Beginning with the line containing "let pool = connect().await?;" and ending with the last line, repeat the records exactly.
(Records for processing)
use async_trait::async_trait;
use reqwest::{header, Client, Method, RequestBuilder, Response};
use serde::de::DeserializeOwned;
use serde::Deserialize;
use tracing::debug;

use super::{CreatorStore, StoreError};
use crate::db::entities::creator::{CreatorId, Draft, Model};
use crate::version::user_agent;

/// PostgREST error code for a `.single()` lookup that matched zero or many rows.
const SINGLE_ROW_VIOLATION: &str = "PGRST116";

/// Talks to a Supabase project's REST endpoint for one table.
#[derive(Clone, Debug)]
pub struct PostgrestStore {
    client: Client,
    endpoint: String,
    api_key: String,
}

#[derive(Deserialize)]
struct PostgrestErrorBody {
    #[serde(default)]
    code: Option<String>,
    #[serde(default)]
    message: Option<String>,
}

impl PostgrestStore {
    /// `base_url` is the project URL (e.g. `https://xyz.supabase.co`).
    pub fn new(base_url: &str, api_key: &str, table: &str) -> Result<Self, StoreError> {
        let client = Client::builder().user_agent(user_agent()).build()?;
        Ok(Self::with_client(client, base_url, api_key, table))
    }

    pub fn with_client(client: Client, base_url: &str, api_key: &str, table: &str) -> Self {
        Self {
            client,
            endpoint: format!("{}/rest/v1/{}", base_url.trim_end_matches('/'), table),
            api_key: api_key.to_string(),
        }
    }

    pub fn endpoint(&self) -> &str {
        &self.endpoint
    }

    fn request(&self, method: Method) -> RequestBuilder {
        self.client
            .request(method, &self.endpoint)
            .header("apikey", &self.api_key)
            .bearer_auth(&self.api_key)
    }

    async fn select(&self, query: &[(&str, String)]) -> Result<Vec<Model>, StoreError> {
        let response = self.request(Method::GET).query(query).send().await?;
        decode(check(response).await?).await
    }
}

fn id_filter(id: CreatorId) -> (&'static str, String) {
    ("id", format!("eq.{id}"))
}

async fn check(response: Response) -> Result<Response, StoreError> {
    let status = response.status();
    if status.is_success() {
        return Ok(response);
    }

    let body = response
        .text()
        .await
        .unwrap_or_else(|_| "Failed to read error body".to_string());
    let parsed = serde_json::from_str::<PostgrestErrorBody>(&body).ok();
    let code = parsed.as_ref().and_then(|p| p.code.clone());
    let message = parsed
        .and_then(|p| p.message)
        .unwrap_or_else(|| body.clone());

    if code.as_deref() == Some(SINGLE_ROW_VIOLATION) {
        return Err(StoreError::NotFound(message));
    }
    Err(StoreError::Api {
        status: status.as_u16(),
        message,
    })
}

async fn decode<T: DeserializeOwned>(response: Response) -> Result<T, StoreError> {
    let bytes = response.bytes().await?;
    serde_json::from_slice(&bytes).map_err(|e| StoreError::Decode(e.to_string()))
}

/// Total from a `Content-Range` header such as `0-2/42` or `*/42`.
pub fn parse_content_range_total(value: &str) -> Option<u64> {
    let (_, total) = value.rsplit_once('/')?;
    total.trim().parse().ok()
}

#[async_trait]
impl CreatorStore for PostgrestStore {
    async fn list_all(&self) -> Result<Vec<Model>, StoreError> {
        self.select(&[
            ("select", "*".to_string()),
            ("order", "created_at.desc".to_string()),
        ])
        .await
    }

    async fn list_recent(&self, limit: usize) -> Result<Vec<Model>, StoreError> {
        self.select(&[
            ("select", "*".to_string()),
            ("order", "created_at.desc".to_string()),
            ("limit", limit.to_string()),
        ])
        .await
    }

    async fn count(&self) -> Result<u64, StoreError> {
        let response = self
            .request(Method::HEAD)
            .query(&[("select", "*")])
            .header("Prefer", "count=exact")
            .send()
            .await?;
        let response = check(response).await?;
        let range = response
            .headers()
            .get(header::CONTENT_RANGE)
            .and_then(|v| v.to_str().ok())
            .ok_or_else(|| StoreError::Decode("missing Content-Range header".to_string()))?;
        parse_content_range_total(range)
            .ok_or_else(|| StoreError::Decode(format!("unusable Content-Range: {range}")))
    }

    async fn get_by_id(&self, id: CreatorId) -> Result<Model, StoreError> {
        let mut rows = self
            .select(&[("select", "*".to_string()), id_filter(id)])
            .await?;
        if rows.len() != 1 {
            debug!(creator_id = id, matched = rows.len(), "Lookup did not match exactly one row.");
            return Err(StoreError::NotFound(format!("Creator with id {id} not found")));
        }
        Ok(rows.remove(0))
    }

    async fn insert(&self, draft: &Draft) -> Result<Model, StoreError> {
        let response = self
            .request(Method::POST)
            .header("Prefer", "return=representation")
            .json(&[draft])
            .send()
            .await?;
        let rows: Vec<Model> = decode(check(response).await?).await?;
        rows.into_iter()
            .next()
            .ok_or_else(|| StoreError::Decode("insert returned no rows".to_string()))
    }

    async fn update_by_id(&self, id: CreatorId, draft: &Draft) -> Result<(), StoreError> {
        let response = self
            .request(Method::PATCH)
            .query(&[id_filter(id)])
            .header("Prefer", "return=representation")
            .json(draft)
            .send()
            .await?;
        let rows: Vec<Model> = decode(check(response).await?).await?;
        if rows.is_empty() {
            return Err(StoreError::NotFound(format!("Creator with id {id} not found")));
        }
        Ok(())
    }

    async fn delete_by_id(&self, id: CreatorId) -> Result<(), StoreError> {
        let response = self
            .request(Method::DELETE)
            .query(&[id_filter(id)])
            .send()
            .await?;
        check(response).await?;
        Ok(())
    }
}
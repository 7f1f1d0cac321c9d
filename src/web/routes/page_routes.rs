use axum::{
    extract::{Path, State},
    http::StatusCode,
    response::Html,
    routing::get,
    Router,
};
use axum_extra::extract::cookie::CookieJar;
use std::sync::Arc;
use tera::Context;

use crate::db::entities::creator::{CARD_IMAGE_SIZE, DETAIL_IMAGE_SIZE, RECENT_IMAGE_SIZE};
use crate::views::{DashboardView, DetailView, ListView, Route};
use crate::web::{flash, AppError, AppState, CreatorCard};

// --- Route Handlers ---

async fn dashboard_handler(
    State(app_state): State<Arc<AppState>>,
    jar: CookieJar,
) -> Result<(CookieJar, Html<String>), AppError> {
    let (jar, notices) = flash::take(jar);
    let view = DashboardView::load(app_state.store.as_ref()).await;

    let recent: Vec<CreatorCard> = view
        .recent
        .iter()
        .map(|c| CreatorCard::new(c, RECENT_IMAGE_SIZE))
        .collect();
    let mut context = Context::new();
    context.insert("total", &view.total);
    context.insert("recent", &recent);
    context.insert("count_failed", &view.count_failed);
    context.insert("recent_failed", &view.recent_failed);

    let page = app_state.render("dashboard.html", &Route::Dashboard.path(), &notices, context)?;
    Ok((jar, page))
}

async fn list_handler(
    State(app_state): State<Arc<AppState>>,
    jar: CookieJar,
) -> Result<(CookieJar, Html<String>), AppError> {
    let (jar, notices) = flash::take(jar);
    let view = ListView::load(app_state.store.as_ref()).await;

    let cards: Vec<CreatorCard> = view
        .creators()
        .iter()
        .map(|c| CreatorCard::new(c, CARD_IMAGE_SIZE))
        .collect();
    let mut context = Context::new();
    context.insert("creators", &cards);
    context.insert("load_failed", &view.load_failed);

    let page = app_state.render("list.html", &Route::List.path(), &notices, context)?;
    Ok((jar, page))
}

async fn detail_handler(
    State(app_state): State<Arc<AppState>>,
    Path(raw_id): Path<String>,
    jar: CookieJar,
) -> Result<(StatusCode, CookieJar, Html<String>), AppError> {
    let (jar, notices) = flash::take(jar);
    let view = DetailView::load(app_state.store.as_ref(), &raw_id).await;

    let mut context = Context::new();
    let status = match &view {
        DetailView::Found(creator) => {
            context.insert("creator", &CreatorCard::new(creator, DETAIL_IMAGE_SIZE));
            StatusCode::OK
        }
        DetailView::NotFound { .. } | DetailView::Loading => StatusCode::NOT_FOUND,
    };

    let current_path = format!("/view-creator/{raw_id}");
    let page = app_state.render("detail.html", &current_path, &notices, context)?;
    Ok((status, jar, page))
}

// --- Router ---

pub fn create_page_router() -> Router<Arc<AppState>> {
    Router::new()
        .route("/", get(dashboard_handler))
        .route("/show-creators", get(list_handler))
        .route("/view-creator/{id}", get(detail_handler))
}
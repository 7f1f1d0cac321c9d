//! Field rules shared by the add and edit forms.
//!
//! [`validate`] is pure: it never touches the store or any page state, so it
//! can run before a submission is even attempted.

use std::collections::BTreeMap;

use serde::{Deserialize, Serialize};

use crate::db::entities::creator::Draft;

pub const NAME_REQUIRED: &str = "Name is required";
pub const URL_REQUIRED: &str = "URL is required";
pub const URL_SCHEME: &str = "URL must start with http:// or https://";
pub const DESCRIPTION_REQUIRED: &str = "Description is required";

/// A form field, ordered the way the form lays them out.
#[derive(Clone, Copy, Debug, PartialEq, Eq, PartialOrd, Ord, Hash, Serialize, Deserialize)]
pub enum Field {
    #[serde(rename = "name")]
    Name,
    #[serde(rename = "url")]
    Url,
    #[serde(rename = "description")]
    Description,
    #[serde(rename = "imageURL")]
    ImageUrl,
}

impl Field {
    pub const ALL: [Field; 4] = [Field::Name, Field::Url, Field::Description, Field::ImageUrl];

    pub fn as_str(self) -> &'static str {
        match self {
            Field::Name => "name",
            Field::Url => "url",
            Field::Description => "description",
            Field::ImageUrl => "imageURL",
        }
    }

    pub fn value(self, draft: &Draft) -> &str {
        match self {
            Field::Name => &draft.name,
            Field::Url => &draft.url,
            Field::Description => &draft.description,
            Field::ImageUrl => &draft.image_url,
        }
    }

    pub fn value_mut(self, draft: &mut Draft) -> &mut String {
        match self {
            Field::Name => &mut draft.name,
            Field::Url => &mut draft.url,
            Field::Description => &mut draft.description,
            Field::ImageUrl => &mut draft.image_url,
        }
    }
}

/// Failing fields and their messages. Passing fields have no entry.
#[derive(Clone, Debug, Default, PartialEq, Eq, Serialize)]
#[serde(transparent)]
pub struct FieldErrors(BTreeMap<Field, &'static str>);

impl FieldErrors {
    pub fn is_empty(&self) -> bool {
        self.0.is_empty()
    }

    pub fn len(&self) -> usize {
        self.0.len()
    }

    pub fn get(&self, field: Field) -> Option<&'static str> {
        self.0.get(&field).copied()
    }

    pub fn clear(&mut self, field: Field) {
        self.0.remove(&field);
    }

    pub fn iter(&self) -> impl Iterator<Item = (Field, &'static str)> + '_ {
        self.0.iter().map(|(field, message)| (*field, *message))
    }

    fn insert(&mut self, field: Field, message: &'static str) {
        self.0.insert(field, message);
    }
}

pub fn validate(draft: &Draft) -> FieldErrors {
    let mut errors = FieldErrors::default();

    if draft.name.trim().is_empty() {
        errors.insert(Field::Name, NAME_REQUIRED);
    }

    // Blank is reported as missing; the scheme check looks at the raw value.
    if draft.url.trim().is_empty() {
        errors.insert(Field::Url, URL_REQUIRED);
    } else if !draft.url.starts_with("http://") && !draft.url.starts_with("https://") {
        errors.insert(Field::Url, URL_SCHEME);
    }

    if draft.description.trim().is_empty() {
        errors.insert(Field::Description, DESCRIPTION_REQUIRED);
    }

    errors
}

pub fn is_valid(draft: &Draft) -> bool {
    validate(draft).is_empty()
}
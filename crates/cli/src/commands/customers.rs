//! Customer inspection commands.

use clientele_server::db::CustomerRepository;

use super::{CliError, connect};

/// Print every customer as pretty JSON on stdout.
///
/// # Errors
///
/// Returns `CliError` if the query fails.
pub async fn list() -> Result<(), CliError> {
    let pool = connect().await?;
    let customers = CustomerRepository::new(&pool).list().await?;

    tracing::info!(count = customers.len(), "Fetched customers");

    #[allow(clippy::print_stdout)]
    {
        println!("{}", serde_json::to_string_pretty(&customers)?);
    }
    Ok(())
}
(End Records for processing)
▶ Reply to the exercise:
    let pool = connect().await?;
    let customers = CustomerRepository::new(&pool).list().await?;

    tracing::info!(count = customers.len(), "Fetched customers");

    #[allow(clippy::print_stdout)]
    {
        println!("{}", serde_json::to_string_pretty(&customers)?);
    }
    Ok(())
}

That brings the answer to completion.